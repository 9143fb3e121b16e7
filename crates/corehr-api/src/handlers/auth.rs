//! Auth handlers — session, two-factor, and password flows.

use axum::Json;
use axum::extract::State;
use validator::Validate;

use corehr_core::error::AppError;

use crate::dto::request::{
    ChangePasswordRequest, ForgotPasswordRequest, LoginRequest, LogoutRequest,
    RefreshTokenRequest, RegisterRequest, ResetPasswordRequest, TwoFactorVerifyRequest,
};
use crate::dto::response::{
    ApiResponse, LoginResponse, MessageResponse, TokenResponse, TwoFactorSetupResponse,
    TwoFactorVerifyResponse, UserResponse,
};
use crate::error::ApiError;
use crate::extractors::AuthUser;
use crate::state::AppState;

/// POST /auth/login
pub async fn login(
    State(state): State<AppState>,
    Json(req): Json<LoginRequest>,
) -> Result<Json<ApiResponse<LoginResponse>>, ApiError> {
    req.validate()
        .map_err(|e| AppError::validation(e.to_string()))?;

    let outcome = state.auth_service.login(&req.email, &req.password).await?;

    Ok(Json(ApiResponse::ok(LoginResponse::from(&outcome))))
}

/// POST /auth/register
pub async fn register(
    State(state): State<AppState>,
    Json(req): Json<RegisterRequest>,
) -> Result<Json<ApiResponse<LoginResponse>>, ApiError> {
    req.validate()
        .map_err(|e| AppError::validation(e.to_string()))?;

    let (user, tokens) = state
        .auth_service
        .register(&req.name, &req.email, &req.password)
        .await?;

    Ok(Json(ApiResponse::ok(LoginResponse {
        user: UserResponse::from(&user),
        access_token: Some(tokens.access_token),
        refresh_token: Some(tokens.refresh_token),
        access_expires_at: Some(tokens.access_expires_at),
        refresh_expires_at: Some(tokens.refresh_expires_at),
        requires_two_factor: false,
    })))
}

/// POST /auth/refresh-token
pub async fn refresh_token(
    State(state): State<AppState>,
    Json(req): Json<RefreshTokenRequest>,
) -> Result<Json<ApiResponse<TokenResponse>>, ApiError> {
    req.validate()
        .map_err(|e| AppError::validation(e.to_string()))?;

    let pair = state.auth_service.refresh(&req.refresh_token).await?;

    Ok(Json(ApiResponse::ok(TokenResponse::from(&pair))))
}

/// POST /auth/logout
pub async fn logout(
    State(state): State<AppState>,
    Json(req): Json<LogoutRequest>,
) -> Result<Json<ApiResponse<MessageResponse>>, ApiError> {
    req.validate()
        .map_err(|e| AppError::validation(e.to_string()))?;

    state.auth_service.logout(&req.refresh_token).await?;

    Ok(Json(ApiResponse::ok(MessageResponse::new(
        "Logged out successfully",
    ))))
}

/// POST /auth/2fa/setup (authenticated)
pub async fn setup_two_factor(
    State(state): State<AppState>,
    auth: AuthUser,
) -> Result<Json<ApiResponse<TwoFactorSetupResponse>>, ApiError> {
    let enrollment = state.two_factor.setup(auth.user_id).await?;

    Ok(Json(ApiResponse::ok(TwoFactorSetupResponse {
        secret: enrollment.secret,
        otpauth_url: enrollment.otpauth_url,
        qr_code: enrollment.qr_code,
    })))
}

/// POST /auth/2fa/verify
pub async fn verify_two_factor(
    State(state): State<AppState>,
    Json(req): Json<TwoFactorVerifyRequest>,
) -> Result<Json<ApiResponse<TwoFactorVerifyResponse>>, ApiError> {
    req.validate()
        .map_err(|e| AppError::validation(e.to_string()))?;

    let outcome = state
        .auth_service
        .verify_two_factor(req.user_id, &req.token)
        .await?;

    Ok(Json(ApiResponse::ok(TwoFactorVerifyResponse::from(
        &outcome,
    ))))
}

/// POST /auth/forgot-password
///
/// Always succeeds with a generic message, whether or not the account
/// exists.
pub async fn forgot_password(
    State(state): State<AppState>,
    Json(req): Json<ForgotPasswordRequest>,
) -> Result<Json<ApiResponse<MessageResponse>>, ApiError> {
    req.validate()
        .map_err(|e| AppError::validation(e.to_string()))?;

    state.recovery_service.forgot_password(&req.email).await?;

    Ok(Json(ApiResponse::ok(MessageResponse::new(
        "If the account exists, a password reset link has been sent",
    ))))
}

/// POST /auth/reset-password
pub async fn reset_password(
    State(state): State<AppState>,
    Json(req): Json<ResetPasswordRequest>,
) -> Result<Json<ApiResponse<MessageResponse>>, ApiError> {
    req.validate()
        .map_err(|e| AppError::validation(e.to_string()))?;

    state
        .recovery_service
        .reset_password(&req.token, &req.new_password)
        .await?;

    Ok(Json(ApiResponse::ok(MessageResponse::new(
        "Password reset successfully",
    ))))
}

/// POST /auth/change-password (authenticated)
pub async fn change_password(
    State(state): State<AppState>,
    auth: AuthUser,
    Json(req): Json<ChangePasswordRequest>,
) -> Result<Json<ApiResponse<MessageResponse>>, ApiError> {
    req.validate()
        .map_err(|e| AppError::validation(e.to_string()))?;

    state
        .recovery_service
        .change_password(auth.user_id, &req.current_password, &req.new_password)
        .await?;

    Ok(Json(ApiResponse::ok(MessageResponse::new(
        "Password changed successfully",
    ))))
}

/// GET /auth/me (authenticated)
pub async fn me(
    State(state): State<AppState>,
    auth: AuthUser,
) -> Result<Json<ApiResponse<UserResponse>>, ApiError> {
    let user = state
        .store
        .find_by_id(auth.user_id)
        .await?
        .ok_or_else(|| AppError::authentication("Account no longer exists"))?;

    Ok(Json(ApiResponse::ok(UserResponse::from(&user))))
}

ABOUT THIS EXERCISE: Count up the lines above in which the word "Some" appears, and give nothing but that count.

EXERCISE OUTPUT: 4